Another surprisingly versatile staple in her home? Tortilla chips. "My son loves them, we love them, and surprisingly you can do a lot with those!" she says.

Flexible Meal Planning

Even with a close eye on the budget, Mann prefers to keep substantial flexibility within her meal planning for each week, as a matter of convenience, balance, and just plain fun.
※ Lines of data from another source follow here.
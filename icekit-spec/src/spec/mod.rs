/*!
 * Model
*/
pub mod identifier;
pub mod namespace;
pub mod partition;
pub mod schema;
pub mod snapshot;
pub mod sort;
pub mod table_metadata;
pub mod types;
Here's a sample of what weeknight dinners might look like:

  • Sunday: Taco soup
  • Monday: Chicken rice casserole (rice, chicken, broccoli, cheddar cheese, "and my two-minute homemade cream of chicken soup"
  • Tuesday: Planned restaurant outing. "Lucas loves IHOP, so we go here for kids-eat-free night!"
  • Wednesday: Hamburgers with tater tots or French fries
  • Thursday: Large baked potatoes with leftover taco soup on top. "Lucas won't eat baked potatoes so this is where tortilla chips come in!"
  • Friday: Leftover chicken and rice casserole, with peach cobbler for dessert. "That's why there's always canned peaches on the grocery list," she explains. "I use a recipe that takes five minutes to mix and all you do is bake — it's not your grandmother's all-day baking recipe."
  • Saturday: Family pizza night. "I buy premade dough from the grocery store, and we all make our own little pizzas," she says, typically serving them alongside a side salad.

Commitment to Leftovers

One way Mann saves money in her grocery budget? Freezing leftovers and organizing them carefully. "If you know you won't use them, freeze them — you don't have to toss it out," she says.

She uses Pyrex glass containers labeled with a description on a piece of painter's tape to help keep leftovers organized, appealing, and easily identifiable so "it isn't stuck in the fridge and forgotten about." This system makes for orderly, budget-friendly leftovers that help make life just a little easier, too.